**EXERCISE DIRECTIONS**:
Output a verbatim copy of the data, cut off after the line that contains "coordinate login redirects".

****************************************

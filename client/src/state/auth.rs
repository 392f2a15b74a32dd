//! Auth-session state for the current browser user.
//!
//! SYSTEM CONTEXT
//! ==============
//! Used by route guards and user-aware components to coordinate login redirects
//! and identity-dependent rendering. The bearer token itself lives in browser
//! storage (`util::storage`); this state only mirrors what the token resolved to.

#[cfg(test)]
#[path = "auth_test.rs"]
mod auth_test;

use crate::net::types::User;

/// Authentication state tracking the current user and loading status.
///
/// Starts in `loading` so guards wait for the stored-token check before
/// redirecting.
#[derive(Clone, Debug, PartialEq)]
pub struct AuthState {
    pub user: Option<User>,
    pub loading: bool,
}

impl Default for AuthState {
    fn default() -> Self {
        Self { user: None, loading: true }
    }
}

impl AuthState {
    pub fn signed_in(user: User) -> Self {
        Self { user: Some(user), loading: false }
    }

    pub fn signed_out() -> Self {
        Self { user: None, loading: false }
    }

    pub fn is_signed_in(&self) -> bool {
        self.user.is_some()
    }

    /// Name to stamp on edited articles.
    pub fn author_name(&self) -> Option<&str> {
        self.user.as_ref().and_then(User::display_name)
    }
}
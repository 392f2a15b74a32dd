//! Transient notice banner.

use leptos::prelude::*;

use crate::state::notice::NoticeState;

/// Shows the current notice, if any. Clicking it dismisses early.
#[component]
pub fn NoticeBar() -> impl IntoView {
    let notices = expect_context::<RwSignal<NoticeState>>();

    view! {
        {move || {
            notices
                .get()
                .current
                .map(|notice| {
                    let seq = notice.seq;
                    view! {
                        <div
                            class=format!("notice notice--{}", notice.level.as_str())
                            role="status"
                            on:click=move |_| {
                                notices.update(|n| {
                                    n.dismiss(seq);
                                });
                            }
                        >
                            {notice.message}
                        </div>
                    }
                })
        }}
    }
}
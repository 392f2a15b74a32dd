//! Navigation sidebar with the signed-in user and logout.

#[cfg(test)]
#[path = "sidebar_test.rs"]
mod sidebar_test;

use leptos::prelude::*;
use leptos_router::NavigateOptions;
use leptos_router::hooks::{use_location, use_navigate};

use crate::net::types::Collection;
use crate::state::auth::AuthState;
use crate::util::auth::logout;

/// Sidebar entries as `(label, href)`, in display order.
pub fn nav_items() -> Vec<(&'static str, &'static str)> {
    let mut items = vec![("Dashboard", "/")];
    items.extend(Collection::ALL.iter().map(|c| (c.label(), c.route())));
    items.push(("Media", "/media"));
    items
}

/// Whether `href` is the active entry for `path`. The dashboard matches
/// only exactly; sections also match their nested routes.
pub fn is_active(href: &str, path: &str) -> bool {
    if href == "/" {
        return path == "/";
    }
    path == href || path.strip_prefix(href).is_some_and(|rest| rest.starts_with('/'))
}

#[component]
pub fn Sidebar() -> impl IntoView {
    let auth = expect_context::<RwSignal<AuthState>>();
    let pathname = use_location().pathname;
    let navigate = use_navigate();

    let on_logout = move |_| {
        logout(auth);
        navigate("/login", NavigateOptions::default());
    };

    let user_label = move || auth.get().author_name().map(str::to_owned).unwrap_or_default();

    view! {
        <aside class="sidebar">
            <div class="sidebar__brand">"CCI ADMIN"</div>
            <nav class="sidebar__nav">
                {nav_items()
                    .into_iter()
                    .map(|(label, href)| {
                        let class = move || {
                            if is_active(href, &pathname.get()) {
                                "sidebar__link sidebar__link--active"
                            } else {
                                "sidebar__link"
                            }
                        };
                        view! {
                            <a class=class href=href>
                                {label}
                            </a>
                        }
                    })
                    .collect_view()}
            </nav>
            <div class="sidebar__footer">
                <span class="sidebar__user">{user_label}</span>
                <button class="btn sidebar__logout" on:click=on_logout>
                    "Logout"
                </button>
            </div>
        </aside>
    }
}
//! Preview card for volunteer and comitard profiles.

use leptos::prelude::*;

use content::preview::{Avatar, ProfilePreview};

/// Round avatar used by the preview card and the list tables.
pub fn avatar_view(avatar: Avatar, class: &'static str) -> AnyView {
    match avatar {
        Avatar::Image(url) => view! { <img class=class src=url alt="" /> }.into_any(),
        Avatar::Initials(text) => view! { <div class=format!("{class} {class}--initials")>{text}</div> }.into_any(),
    }
}

fn render(plan: ProfilePreview) -> impl IntoView {
    let ProfilePreview { avatar, name, heading, category, status, featured, body_html, testimonial, order } = plan;
    view! {
        <article class="profile-card">
            {avatar_view(avatar, "profile-card__avatar")}
            <h2 class="profile-card__name">{name}</h2>
            {heading.map(|h| view! { <p class="profile-card__heading">{h}</p> })}
            <div class="profile-card__badges">
                {category.map(|c| view! { <span class="badge">{c}</span> })}
                {status.map(|s| view! { <span class=format!("badge badge--{s}")>{s}</span> })}
                {featured.then(|| view! { <span class="badge badge--featured">"Featured"</span> })}
                {order.map(|o| view! { <span class="badge">{format!("#{o}")}</span> })}
            </div>
            {body_html.map(|html| view! { <div class="profile-card__body" inner_html=html></div> })}
            {testimonial.map(|t| view! { <blockquote class="profile-card__testimonial">{t}</blockquote> })}
        </article>
    }
}

/// Renders a plan produced by `volunteer_preview` or `comitard_preview`.
#[component]
pub fn ProfilePreviewPane(#[prop(into)] plan: Signal<ProfilePreview>) -> impl IntoView {
    view! { <div class="preview-pane">{move || render(plan.get())}</div> }
}
use super::*;

use content::Document;

#[test]
fn sections_start_expanded() {
    let doc = Document::default().add_section();
    let folded = CollapsedSections::default();
    assert!(!folded.is_collapsed(&doc.sections[0].id));
}

#[test]
fn toggle_folds_and_unfolds_one_section() {
    let doc = Document::default().add_section().add_section();
    let (first, second) = (doc.sections[0].id.clone(), doc.sections[1].id.clone());
    let mut folded = CollapsedSections::default();

    folded.toggle(&first);
    assert!(folded.is_collapsed(&first));
    assert!(!folded.is_collapsed(&second));

    folded.toggle(&first);
    assert!(!folded.is_collapsed(&first));
}

#[test]
fn removed_sections_are_forgotten() {
    let doc = Document::default().add_section().add_section();
    let (first, second) = (doc.sections[0].id.clone(), doc.sections[1].id.clone());
    let mut folded = CollapsedSections::default();
    folded.toggle(&first);
    folded.toggle(&second);

    let doc = doc.remove_section(&first);
    folded.retain_existing(&doc.section_ids());
    assert!(!folded.is_collapsed(&first));
    assert!(folded.is_collapsed(&second));
}
//! Transient, non-blocking user notices.
//!
//! DESIGN
//! ======
//! At most one notice is shown. Each push gets a new sequence number and the
//! auto-dismiss timer clears by sequence, so a timer started for an older
//! notice never hides a newer one.

#[cfg(test)]
#[path = "notice_test.rs"]
mod notice_test;

use leptos::prelude::*;

/// How long a notice stays up before auto-dismiss.
pub const NOTICE_TTL_MS: u32 = 3_000;

#[derive(Clone, Copy, Debug, PartialEq, Eq)]
pub enum NoticeLevel {
    Success,
    Error,
    Warning,
}

impl NoticeLevel {
    pub fn as_str(self) -> &'static str {
        match self {
            Self::Success => "success",
            Self::Error => "error",
            Self::Warning => "warning",
        }
    }
}

#[derive(Clone, Debug, PartialEq, Eq)]
pub struct Notice {
    pub seq: u64,
    pub level: NoticeLevel,
    pub message: String,
}

#[derive(Clone, Debug, Default, PartialEq, Eq)]
pub struct NoticeState {
    pub current: Option<Notice>,
    next_seq: u64,
}

impl NoticeState {
    /// Replace the current notice. Returns its sequence number.
    pub fn push(&mut self, level: NoticeLevel, message: impl Into<String>) -> u64 {
        self.next_seq += 1;
        let seq = self.next_seq;
        self.current = Some(Notice { seq, level, message: message.into() });
        seq
    }

    /// Clear the notice only if `seq` is still the one shown.
    pub fn dismiss(&mut self, seq: u64) -> bool {
        if self.current.as_ref().is_some_and(|n| n.seq == seq) {
            self.current = None;
            true
        } else {
            false
        }
    }
}

/// Show a notice and schedule its auto-dismiss.
pub fn notify(notices: RwSignal<NoticeState>, level: NoticeLevel, message: impl Into<String>) {
    let mut seq = 0;
    notices.update(|n| seq = n.push(level, message));

    #[cfg(feature = "hydrate")]
    leptos::task::spawn_local(async move {
        gloo_timers::future::TimeoutFuture::new(NOTICE_TTL_MS).await;
        notices.update(|n| {
            n.dismiss(seq);
        });
    });
    #[cfg(not(feature = "hydrate"))]
    let _ = seq;
}
//! Lenient field readers for backend JSON.
//!
//! The backend is not strict about nulls or id types: identifiers arrive as
//! strings or numbers and optional text arrives as `null` or `""`.
//! The id readers are public so the console's own API types read ids the
//! same way as the content records.

#[cfg(test)]
#[path = "wire_test.rs"]
mod wire_test;

use serde::de::Error as _;
use serde::{Deserialize, Deserializer};
use serde_json::Value;

/// A string or numeric id as text; anything else is no id.
pub fn value_to_id(value: Value) -> Option<String> {
    match value {
        Value::String(s) => Some(s),
        Value::Number(n) => Some(n.to_string()),
        _ => None,
    }
}

/// Read a required identifier given as a string or a number.
pub(crate) fn id<'de, D: Deserializer<'de>>(deserializer: D) -> Result<String, D::Error> {
    let value = Value::deserialize(deserializer)?;
    value_to_id(value).ok_or_else(|| D::Error::custom("expected a string or numeric id"))
}

/// Read an optional identifier given as a string, a number, or `null`.
pub fn optional_id<'de, D: Deserializer<'de>>(deserializer: D) -> Result<Option<String>, D::Error> {
    Ok(Option::<Value>::deserialize(deserializer)?.and_then(value_to_id))
}

/// Read a value, mapping `null` to the type's default.
pub(crate) fn null_as_default<'de, D, T>(deserializer: D) -> Result<T, D::Error>
where
    D: Deserializer<'de>,
    T: Default + Deserialize<'de>,
{
    Ok(Option::<T>::deserialize(deserializer)?.unwrap_or_default())
}

/// Read optional text, treating `""` the same as `null`.
pub(crate) fn blank_as_none<'de, D: Deserializer<'de>>(deserializer: D) -> Result<Option<String>, D::Error> {
    Ok(Option::<String>::deserialize(deserializer)?.filter(|s| !s.trim().is_empty()))
}

/// Coalesce raw form input into an optional value.
pub(crate) fn coalesce(raw: String) -> Option<String> {
    if raw.trim().is_empty() { None } else { Some(raw) }
}
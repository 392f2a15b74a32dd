//! Which article sections are folded in the editor.

#[cfg(test)]
#[path = "sections_test.rs"]
mod sections_test;

use std::collections::HashSet;

use content::SectionId;

/// Folding is view-only; it never touches the document.
#[derive(Clone, Debug, Default, PartialEq, Eq)]
pub struct CollapsedSections {
    ids: HashSet<SectionId>,
}

impl CollapsedSections {
    /// Fold an expanded section, or expand a folded one.
    pub fn toggle(&mut self, id: &SectionId) {
        if !self.ids.remove(id) {
            self.ids.insert(id.clone());
        }
    }

    pub fn is_collapsed(&self, id: &SectionId) -> bool {
        self.ids.contains(id)
    }

    /// Forget sections no longer in the document.
    pub fn retain_existing(&mut self, existing: &[SectionId]) {
        self.ids.retain(|id| existing.contains(id));
    }
}
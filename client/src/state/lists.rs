//! State of a collection list page.

#[cfg(test)]
#[path = "lists_test.rs"]
mod lists_test;

#[derive(Clone, Debug, PartialEq)]
pub struct ListState<T> {
    pub items: Vec<T>,
    pub loading: bool,
    pub error: Option<String>,
    /// Id awaiting in-page delete confirmation.
    pub pending_delete: Option<String>,
}

impl<T> Default for ListState<T> {
    fn default() -> Self {
        Self { items: Vec::new(), loading: true, error: None, pending_delete: None }
    }
}

impl<T> ListState<T> {
    pub fn loaded(&mut self, items: Vec<T>) {
        self.items = items;
        self.loading = false;
        self.error = None;
    }

    /// Fetch failed: keep whatever was shown and surface the message.
    pub fn failed(&mut self, message: impl Into<String>) {
        self.loading = false;
        self.error = Some(message.into());
    }

    pub fn request_delete(&mut self, id: &str) {
        self.pending_delete = Some(id.to_owned());
    }

    pub fn cancel_delete(&mut self) {
        self.pending_delete = None;
    }

    /// Id confirmed for deletion, clearing the prompt.
    pub fn confirm_delete(&mut self) -> Option<String> {
        self.pending_delete.take()
    }

    pub fn is_empty(&self) -> bool {
        !self.loading && self.items.is_empty()
    }
}

impl<T> ListState<T> {
    /// Drop the item whose id matches after a successful delete.
    pub fn remove(&mut self, id: &str, id_of: impl Fn(&T) -> Option<&str>) {
        self.items.retain(|item| id_of(item) != Some(id));
    }
}
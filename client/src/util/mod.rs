//! Utility helpers shared across client UI modules.
//!
//! SYSTEM CONTEXT
//! ==============
//! Utility modules isolate browser/environment concerns (local storage, the
//! session lifecycle, page-level fetch hooks) from page and component logic.

pub mod auth;
pub mod media_store;
pub mod resource;
pub mod storage;
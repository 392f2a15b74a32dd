mod config;
mod routes;

use config::ServerConfig;

#[tokio::main]
async fn main() {
    // A missing `.env` is normal outside local development.
    let _ = dotenvy::dotenv();
    tracing_subscriber::fmt::init();

    let config = match ServerConfig::from_env() {
        Ok(config) => config,
        Err(e) => {
            tracing::error!(error = %e, "invalid configuration");
            std::process::exit(1);
        }
    };

    let app = match routes::leptos_app(&config) {
        Ok(app) => app,
        Err(e) => {
            tracing::error!(error = %e, "failed to build router");
            std::process::exit(1);
        }
    };

    let port = config.port;
    let listener = match tokio::net::TcpListener::bind(format!("0.0.0.0:{port}")).await {
        Ok(listener) => listener,
        Err(e) => {
            tracing::error!(error = %e, %port, "failed to bind");
            std::process::exit(1);
        }
    };

    tracing::info!(%port, "cci-admin listening");
    if let Err(e) = axum::serve(listener, app).await {
        tracing::error!(error = %e, "server failed");
        std::process::exit(1);
    }
}
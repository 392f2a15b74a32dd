//! Modal showing a profile preview for one list row.

use leptos::prelude::*;

use content::preview::ProfilePreview;

use crate::components::profile_preview::ProfilePreviewPane;
use crate::net::types::Resource;
use crate::state::preview::PreviewState;

/// `plan` builds the card once the record has arrived. Escape and backdrop
/// clicks close the dialog.
#[component]
pub fn PreviewDialog<T, P>(preview: RwSignal<PreviewState<T>>, plan: P) -> impl IntoView
where
    T: Resource,
    P: Fn(&T) -> ProfilePreview + Copy + Send + Sync + 'static,
{
    let close = move || preview.update(PreviewState::close);
    let singular = T::COLLECTION.singular().to_lowercase();

    let body = move || {
        preview.with(|p| {
            if let Some(record) = &p.record {
                let card = plan(record);
                view! { <ProfilePreviewPane plan=Signal::derive(move || card.clone()) /> }.into_any()
            } else if let Some(message) = &p.error {
                view! { <p class="dialog__error">{format!("Could not load this {singular}: {message}")}</p> }.into_any()
            } else {
                view! { <p class="dialog__status">"Loading..."</p> }.into_any()
            }
        })
    };

    view! {
        <Show when=move || preview.with(PreviewState::is_open)>
            <div class="dialog-backdrop" on:click=move |_| close()>
                <div
                    class="dialog dialog--preview"
                    role="dialog"
                    tabindex="0"
                    on:click=move |ev| ev.stop_propagation()
                    on:keydown=move |ev: leptos::ev::KeyboardEvent| {
                        if ev.key() == "Escape" {
                            ev.prevent_default();
                            close();
                        }
                    }
                >
                    <div class="dialog__header">
                        <h2>"Preview"</h2>
                        <button type="button" class="btn" on:click=move |_| close()>
                            "Close"
                        </button>
                    </div>
                    {body.clone()}
                </div>
            </div>
        </Show>
    }
}
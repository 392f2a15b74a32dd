use super::*;

fn user(name: &str) -> User {
    User { id: Some("u1".to_owned()), name: Some(name.to_owned()), email: None, role: None }
}

#[test]
fn default_state_is_loading_without_user() {
    let state = AuthState::default();
    assert!(state.loading);
    assert!(!state.is_signed_in());
}

#[test]
fn signed_in_clears_loading() {
    let state = AuthState::signed_in(user("Alice"));
    assert!(!state.loading);
    assert!(state.is_signed_in());
    assert_eq!(state.author_name(), Some("Alice"));
}

#[test]
fn signed_out_has_no_author() {
    let state = AuthState::signed_out();
    assert!(!state.loading);
    assert_eq!(state.author_name(), None);
}
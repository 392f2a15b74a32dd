use content::MediaKind;

use super::*;

fn entry(id: &str) -> MediaEntry {
    MediaEntry {
        id: id.to_owned(),
        kind: MediaKind::Image,
        urls: vec![format!("https://cdn/{id}.jpg")],
        filename: None,
        optimized: false,
        usage: None,
    }
}

fn ids(entries: &[MediaEntry]) -> Vec<&str> {
    entries.iter().map(|e| e.id.as_str()).collect()
}

#[test]
fn prepend_puts_newest_first() {
    let store = prepend(&[entry("a"), entry("b")], entry("c"));
    assert_eq!(ids(&store), ["c", "a", "b"]);
}

#[test]
fn prepend_replaces_same_id() {
    let store = prepend(&[entry("a"), entry("b")], entry("b"));
    assert_eq!(ids(&store), ["b", "a"]);
}

#[test]
fn without_drops_only_matching_id() {
    let store = without(&[entry("a"), entry("b")], "a");
    assert_eq!(ids(&store), ["b"]);
    assert_eq!(without(&store, "zzz").len(), 1);
}

#[test]
fn load_is_empty_off_browser() {
    assert!(load().is_empty());
}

****************************************

**FINAL ANSWER**:
filename client/src/state/auth.rs
repository 392f2a15b74a32dd
//! Auth-session state for the current browser user.
//!
//! SYSTEM CONTEXT
//! ==============
//! Used by route guards and user-aware components to coordinate login redirects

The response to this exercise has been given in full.